Boston University Marine Program (BUMP)

School of Public Health

Department of Environmental Health

College of Engineering

Department of Mechanical Engineering

Division of Materials Science and Engineering


Study Abroad Programs

Venice Environmental Studies Program

BU’s Venice Environmental Studies Summer Program offers students a chance to spend six weeks in Venice, Italy, exploring a variety of critical issues related to climate change. Located in a city frequently cited in heated debates about the impacts of climate change, the program includes two complementary courses introducing the main processes driving change in the Venice lagoon and examining the scientific, economic and social challenges faced by the international community in developing and implementing policies to address the impacts of climate change. The dual focus of the program examines both the scientific underpinnings of climate change and sea level rise, and their effects on the economy and society. What types of policies are likely to be effective in addressing the impact of climate change, both on humans and on the environment? The curriculum uses the history of the Venice lagoon, as well as its more recent modifications, to illustrate the issues connected with human-driven changes in coastal bays and estuaries, sea level rise, and natural environmental dynamics.

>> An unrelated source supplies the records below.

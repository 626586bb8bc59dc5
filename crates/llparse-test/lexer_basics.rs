//! Scenario 1: a single literal-string LPR tokenizes a repeated input.

use llparse_core::llspec::{Opcode, Qualifier};
use llparse_core::symbol::Domain;

use crate::utils::{compile, w_emit};

#[test]
fn repeats_single_char_token_to_end_of_input() {
  let g = compile(|w| {
    w_emit(w, Opcode::LprDecl { name: "A".into() });
    w_emit(w, Opcode::Lpr { name: "A".into(), qualifier: Qualifier::None });
    w_emit(w, Opcode::Alternative);
    w_emit(w, Opcode::String { text: "a".into() });
    w_emit(w, Opcode::Close);
  });

  let a = g.resolve("A").unwrap().0;
  let (seen, _) = crate::utils::lex_all(&g, "aaaa");
  let end = Domain::Token.end_of_input();

  let got: Vec<(u32, usize, usize)> = seen.iter().map(|t| (t.id, t.byte_offset, t.byte_len)).collect();
  assert_eq!(got, vec![(a, 0, 1), (a, 1, 1), (a, 2, 1), (a, 3, 1), (end, 4, 0)]);
}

Washington, DC Internship Program

Students live and work as an intern in the policy-making atmosphere of the nation’s capital for a semester through the Washington, D.C., Internship Program. Students take courses in policy-making that give them an insider’s look at how policies are formulated in the federal government. Possible internships with congressional committees, the executive branch, or non-profit groups provide practical experience.

Lima: Contemporary Politics Program

Students who take part in BU’s Contemporary Politics Program in Lima, Peru spend three and-a-half weeks living with local Peruvian families as students at a local university, investigating the political implications of natural resource extraction in Peru and the Andes. Why has natural resource extraction often brought economic stagnation, political turmoil, significant social unrest, and environmental degradation? Students engage directly with Peruvian students, scholars and various agencies and organizations with a stake in the resource extraction debate to examine the political factors surrounding the “resource curse”—the fact that abundant natural resources often lead to negative developmental outcomes.

BU students also have the option of benefiting from BU’s affiliation with The School of Field Studies, which offers multiple sustainability focused and related study abroad programs.


Comments are closed.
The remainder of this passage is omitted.